DATA PROVIDED START

//! Servicio de cotizaciones
//!
//! Orquesta el ciclo de vida de la cotización: emisión con precio congelado,
//! revisión por el personal y conversión única en reserva. La conversión
//! corre como operación compuesta del puerto de almacenamiento para que dos
//! peticiones concurrentes no produzcan reservas duplicadas.

use std::sync::Arc;

use chrono::{Duration, Utc};
use rand::distributions::Alphanumeric;
use rand::Rng;
use serde_json::json;
use tracing::info;
use uuid::Uuid;
use validator::Validate;

use crate::config::EnvironmentConfig;
use crate::models::booking::Booking;
use crate::models::quote::{
    quote_total, validate_fee_lines, ConvertQuoteRequest, CreateQuoteRequest, FeeLine, Quote,
    QuoteFilters, QuoteStatus,
};
use crate::notifications::{NotificationEvent, Notifier};
use crate::storage::{
    CustomerStore, Page, Pagination, QuoteStore, RouteStore, Store, VehicleStore,
};
use crate::utils::errors::{not_found_error, validation_error, AppResult};

/// Genera el código de acceso de un solo uso que viaja en la notificación
/// de aprobación
fn generate_access_code(length: usize) -> String {
    rand::thread_rng()
        .sample_iter(&Alphanumeric)
        .take(length)
        .map(char::from)
        .collect::<String>()
        .to_uppercase()
}

/// Número legible de reserva derivado de su id
pub(crate) fn allocate_booking_number(id: Uuid) -> String {
    let hex = id.simple().to_string();
    format!("BK-{}", hex[..8].to_uppercase())
}

#[derive(Clone)]
pub struct QuoteService {
    store: Arc<dyn Store>,
    notifier: Arc<dyn Notifier>,
    config: EnvironmentConfig,
}

impl QuoteService {
    pub fn new(
        store: Arc<dyn Store>,
        notifier: Arc<dyn Notifier>,
        config: EnvironmentConfig,
    ) -> Self {
        Self {
            store,
            notifier,
            config,
        }
    }

    /// Emite una cotización congelando el precio base de la ruta.
    ///
    /// Cambios posteriores a la ruta no alteran lo ya cotizado; el total se
    /// calcula siempre a partir de sus componentes.
    pub async fn create_quote(&self, request: CreateQuoteRequest) -> AppResult<Quote> {
        request.validate()?;
        request.validate_fees()?;

        let customer = self
            .store
            .find_customer(request.customer_id)
            .await?
            .ok_or_else(|| not_found_error("Customer", request.customer_id))?;
        let route = self
            .store
            .find_route(request.route_id)
            .await?
            .ok_or_else(|| not_found_error("Route", request.route_id))?;
        if !route.is_active {
            return Err(validation_error(format!(
                "route {} -> {} is not active",
                route.origin, route.destination
            )));
        }

        let now = Utc::now();
        let valid_until = request
            .valid_until
            .unwrap_or(now + Duration::days(self.config.quote_validity_days));
        if valid_until <= now {
            return Err(validation_error("valid_until must be in the future"));
        }

        let total_amount = quote_total(route.base_price, &request.additional_fees);
        let quote = Quote {
            id: Uuid::new_v4(),
            customer_id: customer.id,
            route_id: route.id,
            vehicle_details: request.vehicle_details,
            base_price: route.base_price,
            additional_fees: request.additional_fees,
            total_amount,
            status: QuoteStatus::Pending,
            valid_until,
            reviewed_by: None,
            created_at: now,
        };

        let quote = self.store.insert_quote(quote).await?;
        info!(
            quote_id = %quote.id,
            total = %quote.total_amount,
            "quote created"
        );
        Ok(quote)
    }

    /// Lectura con expiración perezosa: el estado devuelto es el efectivo
    pub async fn get_quote(&self, id: Uuid) -> AppResult<Quote> {
        let mut quote = self
            .store
            .find_quote(id)
            .await?
            .ok_or_else(|| not_found_error("Quote", id))?;
        quote.status = quote.effective_status(Utc::now());
        Ok(quote)
    }

    pub async fn list_quotes(
        &self,
        filters: &QuoteFilters,
        page: &Pagination,
    ) -> AppResult<Page<Quote>> {
        let now = Utc::now();
        let mut result = self.store.list_quotes(filters, page).await?;
        for quote in &mut result.items {
            quote.status = quote.effective_status(now);
        }
        Ok(result)
    }

    /// Aprueba una cotización pendiente y notifica al cliente con un código
    /// de acceso de un solo uso para el portal.
    pub async fn approve_quote(&self, id: Uuid, actor: &str) -> AppResult<Quote> {
        let now = Utc::now();
        let mut quote = self
            .store
            .find_quote(id)
            .await?
            .ok_or_else(|| not_found_error("Quote", id))?;
        quote.ensure_reviewable(now)?;

        quote.status = QuoteStatus::Approved;
        quote.reviewed_by = Some(actor.to_string());
        self.store.update_quote(&quote).await?;

        let access_code = generate_access_code(self.config.access_code_length);
        self.notifier
            .notify(
                NotificationEvent::QuoteApproved,
                quote.id,
                json!({
                    "customer_id": quote.customer_id,
                    "total_amount": quote.total_amount,
                    "valid_until": quote.valid_until,
                    "access_code": access_code,
                }),
            )
            .await?;

        info!(quote_id = %quote.id, actor = actor, "quote approved");
        Ok(quote)
    }

    /// Reemplaza los cargos de una cotización aún pendiente.
    ///
    /// El total se recalcula desde sus componentes; una cotización ya
    /// revisada o vencida no admite ajustes.
    pub async fn update_quote_fees(&self, id: Uuid, fees: Vec<FeeLine>) -> AppResult<Quote> {
        validate_fee_lines(&fees)?;
        let now = Utc::now();
        let mut quote = self
            .store
            .find_quote(id)
            .await?
            .ok_or_else(|| not_found_error("Quote", id))?;
        quote.ensure_reviewable(now)?;

        quote.additional_fees = fees;
        quote.recompute_total();
        self.store.update_quote(&quote).await?;

        info!(quote_id = %quote.id, total = %quote.total_amount, "quote fees updated");
        Ok(quote)
    }

    /// Rechaza una cotización pendiente; el motivo es obligatorio
    pub async fn reject_quote(&self, id: Uuid, actor: &str, reason: &str) -> AppResult<Quote> {
        if reason.trim().is_empty() {
            return Err(validation_error("rejection requires a reason"));
        }
        let now = Utc::now();
        let mut quote = self
            .store
            .find_quote(id)
            .await?
            .ok_or_else(|| not_found_error("Quote", id))?;
        quote.ensure_reviewable(now)?;

        quote.status = QuoteStatus::Rejected;
        quote.reviewed_by = Some(actor.to_string());
        self.store.update_quote(&quote).await?;

        info!(quote_id = %quote.id, actor = actor, reason = reason, "quote rejected");
        Ok(quote)
    }

    /// Convierte una cotización aprobada en exactamente una reserva.
    ///
    /// El chequeo de convertibilidad y las escrituras corren dentro de la
    /// misma unidad atómica del puerto; un segundo intento sobre la misma
    /// cotización falla con Conflict sin dejar estado parcial.
    pub async fn convert_quote(
        &self,
        id: Uuid,
        request: ConvertQuoteRequest,
    ) -> AppResult<Booking> {
        request.validate()?;
        self.store
            .find_vehicle(request.vehicle_id)
            .await?
            .ok_or_else(|| not_found_error("Vehicle", request.vehicle_id))?;

        let now = Utc::now();
        let booking_number = allocate_booking_number(Uuid::new_v4());
        let booking = self
            .store
            .convert_quote(id, &request, booking_number, now)
            .await?;

        info!(
            quote_id = %id,
            booking_id = %booking.id,
            booking_number = %booking.booking_number,
            "quote converted into booking"
        );
        Ok(booking)
    }
}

DATA PROVIDED END

Copy every record above exactly as it appears.

EXERCISE RESPONSE:
//! Servicio de cotizaciones
//!
//! Orquesta el ciclo de vida de la cotización: emisión con precio congelado,
//! revisión por el personal y conversión única en reserva. La conversión
//! corre como operación compuesta del puerto de almacenamiento para que dos
//! peticiones concurrentes no produzcan reservas duplicadas.

use std::sync::Arc;

use chrono::{Duration, Utc};
use rand::distributions::Alphanumeric;
use rand::Rng;
use serde_json::json;
use tracing::info;
use uuid::Uuid;
use validator::Validate;

use crate::config::EnvironmentConfig;
use crate::models::booking::Booking;
use crate::models::quote::{
    quote_total, validate_fee_lines, ConvertQuoteRequest, CreateQuoteRequest, FeeLine, Quote,
    QuoteFilters, QuoteStatus,
};
use crate::notifications::{NotificationEvent, Notifier};
use crate::storage::{
    CustomerStore, Page, Pagination, QuoteStore, RouteStore, Store, VehicleStore,
};
use crate::utils::errors::{not_found_error, validation_error, AppResult};

/// Genera el código de acceso de un solo uso que viaja en la notificación
/// de aprobación
fn generate_access_code(length: usize) -> String {
    rand::thread_rng()
        .sample_iter(&Alphanumeric)
        .take(length)
        .map(char::from)
        .collect::<String>()
        .to_uppercase()
}

/// Número legible de reserva derivado de su id
pub(crate) fn allocate_booking_number(id: Uuid) -> String {
    let hex = id.simple().to_string();
    format!("BK-{}", hex[..8].to_uppercase())
}

#[derive(Clone)]
pub struct QuoteService {
    store: Arc<dyn Store>,
    notifier: Arc<dyn Notifier>,
    config: EnvironmentConfig,
}

impl QuoteService {
    pub fn new(
        store: Arc<dyn Store>,
        notifier: Arc<dyn Notifier>,
        config: EnvironmentConfig,
    ) -> Self {
        Self {
            store,
            notifier,
            config,
        }
    }

    /// Emite una cotización congelando el precio base de la ruta.
    ///
    /// Cambios posteriores a la ruta no alteran lo ya cotizado; el total se
    /// calcula siempre a partir de sus componentes.
    pub async fn create_quote(&self, request: CreateQuoteRequest) -> AppResult<Quote> {
        request.validate()?;
        request.validate_fees()?;

        let customer = self
            .store
            .find_customer(request.customer_id)
            .await?
            .ok_or_else(|| not_found_error("Customer", request.customer_id))?;
        let route = self
            .store
            .find_route(request.route_id)
            .await?
            .ok_or_else(|| not_found_error("Route", request.route_id))?;
        if !route.is_active {
            return Err(validation_error(format!(
                "route {} -> {} is not active",
                route.origin, route.destination
            )));
        }

        let now = Utc::now();
        let valid_until = request
            .valid_until
            .unwrap_or(now + Duration::days(self.config.quote_validity_days));
        if valid_until <= now {
            return Err(validation_error("valid_until must be in the future"));
        }

        let total_amount = quote_total(route.base_price, &request.additional_fees);
        let quote = Quote {
            id: Uuid::new_v4(),
            customer_id: customer.id,
            route_id: route.id,
            vehicle_details: request.vehicle_details,
            base_price: route.base_price,
            additional_fees: request.additional_fees,
            total_amount,
            status: QuoteStatus::Pending,
            valid_until,
            reviewed_by: None,
            created_at: now,
        };

        let quote = self.store.insert_quote(quote).await?;
        info!(
            quote_id = %quote.id,
            total = %quote.total_amount,
            "quote created"
        );
        Ok(quote)
    }

    /// Lectura con expiración perezosa: el estado devuelto es el efectivo
    pub async fn get_quote(&self, id: Uuid) -> AppResult<Quote> {
        let mut quote = self
            .store
            .find_quote(id)
            .await?
            .ok_or_else(|| not_found_error("Quote", id))?;
        quote.status = quote.effective_status(Utc::now());
        Ok(quote)
    }

    pub async fn list_quotes(
        &self,
        filters: &QuoteFilters,
        page: &Pagination,
    ) -> AppResult<Page<Quote>> {
        let now = Utc::now();
        let mut result = self.store.list_quotes(filters, page).await?;
        for quote in &mut result.items {
            quote.status = quote.effective_status(now);
        }
        Ok(result)
    }

    /// Aprueba una cotización pendiente y notifica al cliente con un código
    /// de acceso de un solo uso para el portal.
    pub async fn approve_quote(&self, id: Uuid, actor: &str) -> AppResult<Quote> {
        let now = Utc::now();
        let mut quote = self
            .store
            .find_quote(id)
            .await?
            .ok_or_else(|| not_found_error("Quote", id))?;
        quote.ensure_reviewable(now)?;

        quote.status = QuoteStatus::Approved;
        quote.reviewed_by = Some(actor.to_string());
        self.store.update_quote(&quote).await?;

        let access_code = generate_access_code(self.config.access_code_length);
        self.notifier
            .notify(
                NotificationEvent::QuoteApproved,
                quote.id,
                json!({
                    "customer_id": quote.customer_id,
                    "total_amount": quote.total_amount,
                    "valid_until": quote.valid_until,
                    "access_code": access_code,
                }),
            )
            .await?;

        info!(quote_id = %quote.id, actor = actor, "quote approved");
        Ok(quote)
    }

    /// Reemplaza los cargos de una cotización aún pendiente.
    ///
    /// El total se recalcula desde sus componentes; una cotización ya
    /// revisada o vencida no admite ajustes.
    pub async fn update_quote_fees(&self, id: Uuid, fees: Vec<FeeLine>) -> AppResult<Quote> {
        validate_fee_lines(&fees)?;
        let now = Utc::now();
        let mut quote = self
            .store
            .find_quote(id)
            .await?
            .ok_or_else(|| not_found_error("Quote", id))?;
        quote.ensure_reviewable(now)?;

        quote.additional_fees = fees;
        quote.recompute_total();
        self.store.update_quote(&quote).await?;

        info!(quote_id = %quote.id, total = %quote.total_amount, "quote fees updated");
        Ok(quote)
    }

    /// Rechaza una cotización pendiente; el motivo es obligatorio
    pub async fn reject_quote(&self, id: Uuid, actor: &str, reason: &str) -> AppResult<Quote> {
        if reason.trim().is_empty() {
            return Err(validation_error("rejection requires a reason"));
        }
        let now = Utc::now();
        let mut quote = self
            .store
            .find_quote(id)
            .await?
            .ok_or_else(|| not_found_error("Quote", id))?;
        quote.ensure_reviewable(now)?;

        quote.status = QuoteStatus::Rejected;
        quote.reviewed_by = Some(actor.to_string());
        self.store.update_quote(&quote).await?;

        info!(quote_id = %quote.id, actor = actor, reason = reason, "quote rejected");
        Ok(quote)
    }

    /// Convierte una cotización aprobada en exactamente una reserva.
    ///
    /// El chequeo de convertibilidad y las escrituras corren dentro de la
    /// misma unidad atómica del puerto; un segundo intento sobre la misma
    /// cotización falla con Conflict sin dejar estado parcial.
    pub async fn convert_quote(
        &self,
        id: Uuid,
        request: ConvertQuoteRequest,
    ) -> AppResult<Booking> {
        request.validate()?;
        self.store
            .find_vehicle(request.vehicle_id)
            .await?
            .ok_or_else(|| not_found_error("Vehicle", request.vehicle_id))?;

        let now = Utc::now();
        let booking_number = allocate_booking_number(Uuid::new_v4());
        let booking = self
            .store
            .convert_quote(id, &request, booking_number, now)
            .await?;

        info!(
            quote_id = %id,
            booking_id = %booking.id,
            booking_number = %booking.booking_number,
            "quote converted into booking"
        );
        Ok(booking)
    }
}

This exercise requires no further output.